The Go-Ped needs around 200Wh to go 5 miles (in "Turbo" mode).  These guys are packing 100Wh and they're claiming 12 miles.  Yeah, OK.

Just to finish our tutorial, let's figure the most useful number for most EVs - the Wh/mile.  That's a great number for evaluating the efficiency of any EV, from a scooter to a Tesla.  The Go-Ped, assuming their numbers are pretty good, is getting 200Wh for 5 miles.  That's 40Wh/mile - again, "Turbo" mode.  "Economy" mode looks like about 20Wh/mile. A Brammo Empulse with a 10,000 Wh pack gets about 100 miles of range, so it's pulling about 100Wh/mile - pretty standard for a motorcycle.  So the Impossible's claim of 12 miles on a 100Wh pack?  Under 10 Wh/mile.

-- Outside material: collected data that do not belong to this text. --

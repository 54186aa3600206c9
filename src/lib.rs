//! # kestrel: a hosted kernel threading core.
//!
//! kestrel is the thread-scheduling heart of a teaching kernel, re-hosted on
//! top of the standard library so it can be driven and inspected from ordinary
//! tests. It provides priority-based preemptive scheduling with priority
//! donation, an optional multi-level feedback queue scheduler (MLFQS), and the
//! classic blocking primitives built on top of it: counting semaphores, locks,
//! and condition variables.
//!
//! ## Execution model
//!
//! Every kernel thread is backed by a host OS thread, but the scheduler
//! guarantees that **at most one thread executes at a time**, exactly like a
//! single-core kernel with interrupts disabled inside the scheduler. Timer
//! interrupts are synchronous: the running thread (usually a test) calls
//! [`timer::tick`] to advance time. When every runnable thread is asleep, the
//! scheduler plays the idle thread and fast-forwards the tick counter to the
//! next wake-up.
//!
//! A kernel session is delimited by [`Builder::run`]:
//!
//! ```
//! use kestrel::thread::ThreadBuilder;
//!
//! kestrel::run(|| {
//!     let worker = ThreadBuilder::new("worker")
//!         .spawn(|| { /* runs under the kernel scheduler */ })
//!         .unwrap();
//!     assert_eq!(worker.join(), 0);
//! });
//! ```
//!
//! ## Scheduling policies
//!
//! The default policy is static priority scheduling: each thread carries a
//! base priority in `[PRI_MIN, PRI_MAX]`, the highest effective priority runs,
//! and locks donate priority to their holders to defeat priority inversion.
//! [`Builder::mlfqs`] switches to the feedback scheduler, where priorities are
//! derived from `recent_cpu` and `nice` and recomputed as time passes.

pub mod fixed;
pub mod interrupt;
pub mod sync;
pub mod thread;
pub mod timer;

use thiserror::Error;

/// Lowest thread priority.
pub const PRI_MIN: i32 = 0;
/// Default thread priority, given to the initial thread and to children whose
/// builder does not override it.
pub const PRI_DEFAULT: i32 = 31;
/// Highest thread priority.
pub const PRI_MAX: i32 = 63;

/// Errors that kernel operations can return.
///
/// Recoverable failures come back through this enum; invariant violations
/// (double-acquiring a lock, releasing a lock one does not hold, control
/// block corruption) are fatal and panic instead.
#[derive(Debug, Clone, Copy, PartialEq, Eq, Error)]
pub enum KernelError {
    /// An argument was outside its valid range.
    #[error("invalid argument")]
    InvalidArgument,
    /// The named thread does not exist (it may already have exited).
    #[error("no such thread")]
    NoSuchThread,
    /// The host refused to give us another thread.
    #[error("out of resources")]
    NoResource,
    /// The operation needs a running kernel and there is none.
    #[error("kernel is not running")]
    NotRunning,
}

/// Configure and boot a kernel session.
///
/// The builder selects the scheduling policy, then [`run`](Builder::run)
/// adopts the calling thread as the initial thread (`main`, [`PRI_DEFAULT`]),
/// executes the given closure under the scheduler, drains any threads that
/// are still alive when the closure returns, and tears the kernel down.
///
/// Sessions are serialized process-wide, so tests that each call `run` can
/// execute under the default parallel test harness.
#[derive(Debug, Clone, Default)]
pub struct Builder {
    mlfqs: bool,
}

impl Builder {
    /// Creates a builder for the default static-priority policy.
    pub fn new() -> Self {
        Self { mlfqs: false }
    }

    /// Selects the multi-level feedback queue scheduler.
    ///
    /// Under MLFQS, priorities are computed from `recent_cpu` and `nice`;
    /// [`thread::set_priority`] becomes a no-op and locks do not donate.
    pub fn mlfqs(mut self, enable: bool) -> Self {
        self.mlfqs = enable;
        self
    }

    /// Boots the kernel, runs `f` as the main thread, and shuts down.
    pub fn run<R>(self, f: impl FnOnce() -> R) -> R {
        thread::scheduler::boot(self.mlfqs, f)
    }
}

/// Runs `f` under a default-configured kernel. Shorthand for
/// `Builder::new().run(f)`.
pub fn run<R>(f: impl FnOnce() -> R) -> R {
    Builder::new().run(f)
}
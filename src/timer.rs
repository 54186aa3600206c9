//! Kernel time.
//!
//! Time is a tick counter advanced synchronously: the running thread (in
//! tests, the test body plays the timer) calls [`tick`] to deliver one timer
//! interrupt. Sleeping threads are keyed by absolute wake-up tick; when
//! nothing is runnable the scheduler fast-forwards the counter to the next
//! wake-up instead of spinning.

use crate::thread::scheduler::{self, with_kernel};

/// Timer ticks per second of kernel time.
pub const TIMER_FREQ: i64 = 100;

/// The number of ticks since boot.
pub fn ticks() -> i64 {
    with_kernel(|k| k.ticks)
}

/// Delivers one timer tick: wakes due sleepers, runs the periodic MLFQS
/// recomputations, and preempts the caller if a ready thread now outranks it
/// or its time slice is used up.
pub fn tick() {
    scheduler::timer_tick();
}

/// Blocks the calling thread for `duration` ticks. Returns immediately if
/// `duration` is not positive.
pub fn sleep(duration: i64) {
    if duration <= 0 {
        return;
    }
    let now = ticks();
    scheduler::sleep_until(now + duration);
}

/// Blocks the calling thread until the tick counter reaches `wake_tick`.
/// Returns immediately if that tick has already passed.
pub fn sleep_until(wake_tick: i64) {
    scheduler::sleep_until(wake_tick);
}
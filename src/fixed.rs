//! Signed q17.14 fixed-point arithmetic.
//!
//! The feedback scheduler needs fractional load and CPU-usage figures, and a
//! kernel has no floating point to spend on them. Values are stored as an
//! `i32` scaled by `F = 1 << 14`: 17 integer bits, 14 fraction bits, one sign
//! bit. Products and quotients widen through `i64` so the intermediate cannot
//! overflow.

use core::ops::{Add, Div, Mul, Neg, Sub};

const F: i32 = 1 << 14;

/// A q17.14 fixed-point number.
#[derive(Debug, Clone, Copy, PartialEq, Eq, PartialOrd, Ord, Default)]
pub struct Fixed(i32);

impl Fixed {
    /// The value 0.
    pub const ZERO: Fixed = Fixed(0);
    /// The value 1.
    pub const ONE: Fixed = Fixed(F);

    /// Converts an integer to fixed point.
    pub const fn from_int(n: i32) -> Self {
        Fixed(n * F)
    }

    /// Converts to an integer, truncating toward zero.
    pub const fn to_int(self) -> i32 {
        self.0 / F
    }

    /// Converts to an integer, rounding half away from zero.
    pub const fn round(self) -> i32 {
        if self.0 >= 0 {
            (self.0 + F / 2) / F
        } else {
            (self.0 - F / 2) / F
        }
    }

    /// Adds an integer without converting it first.
    pub const fn add_int(self, n: i32) -> Self {
        Fixed(self.0 + n * F)
    }

    /// Subtracts an integer without converting it first.
    pub const fn sub_int(self, n: i32) -> Self {
        Fixed(self.0 - n * F)
    }

    /// Multiplies by an integer. No widening needed: the scale is unchanged.
    pub const fn mul_int(self, n: i32) -> Self {
        Fixed(self.0 * n)
    }

    /// Divides by an integer.
    ///
    /// # Panics
    /// Panics if `n` is zero.
    pub const fn div_int(self, n: i32) -> Self {
        Fixed(self.0 / n)
    }
}

impl Add for Fixed {
    type Output = Fixed;
    fn add(self, rhs: Fixed) -> Fixed {
        Fixed(self.0 + rhs.0)
    }
}

impl Sub for Fixed {
    type Output = Fixed;
    fn sub(self, rhs: Fixed) -> Fixed {
        Fixed(self.0 - rhs.0)
    }
}

impl Neg for Fixed {
    type Output = Fixed;
    fn neg(self) -> Fixed {
        Fixed(-self.0)
    }
}

impl Mul for Fixed {
    type Output = Fixed;
    fn mul(self, rhs: Fixed) -> Fixed {
        Fixed(((self.0 as i64 * rhs.0 as i64) / F as i64) as i32)
    }
}

impl Div for Fixed {
    type Output = Fixed;

    /// # Panics
    /// Panics if `rhs` is zero.
    fn div(self, rhs: Fixed) -> Fixed {
        assert!(rhs.0 != 0, "fixed-point division by zero");
        Fixed(((self.0 as i64 * F as i64) / rhs.0 as i64) as i32)
    }
}
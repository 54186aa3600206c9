//! Synchronization primitives.
//!
//! [`SpinLock`] is the busy-waiting building block everything else stands on;
//! it never interacts with the scheduler. [`Semaphore`], [`Lock`], and
//! [`Condvar`] are the blocking primitives: a thread that cannot proceed is
//! parked and consumes no CPU until another thread wakes it.

pub mod condvar;
pub mod lock;
pub mod semaphore;
pub mod spinlock;

pub use condvar::Condvar;
pub use lock::Lock;
pub use semaphore::Semaphore;
pub use spinlock::{SpinLock, SpinLockGuard, WouldBlock};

For example - If the Brammo could get 10Wh/mile, they'd be giving you, what?  Oh, 1000 miles of range on one charge?  Giving the Impossible a generous estimate of 20Wh/mile, with a 100Wh pack you get range of 5 miles, not the 12 claimed. Far more likely is about 2 miles, and that's running your pack to dead flat - something you only get to do a few times before it becomes a brick.

Class dismissed.

Our Latin is a little rusty, but there's got to be some twist on "caveat emptor", for "Silly misleading Kickstarter project backer beware", isn't there?


(ed. note:  Our High School Latin teacher just called.  He suggested the old quote by P. Tiberian Barnumus, "Ibi est credulum homo natus perparvis" may be more appropriate...)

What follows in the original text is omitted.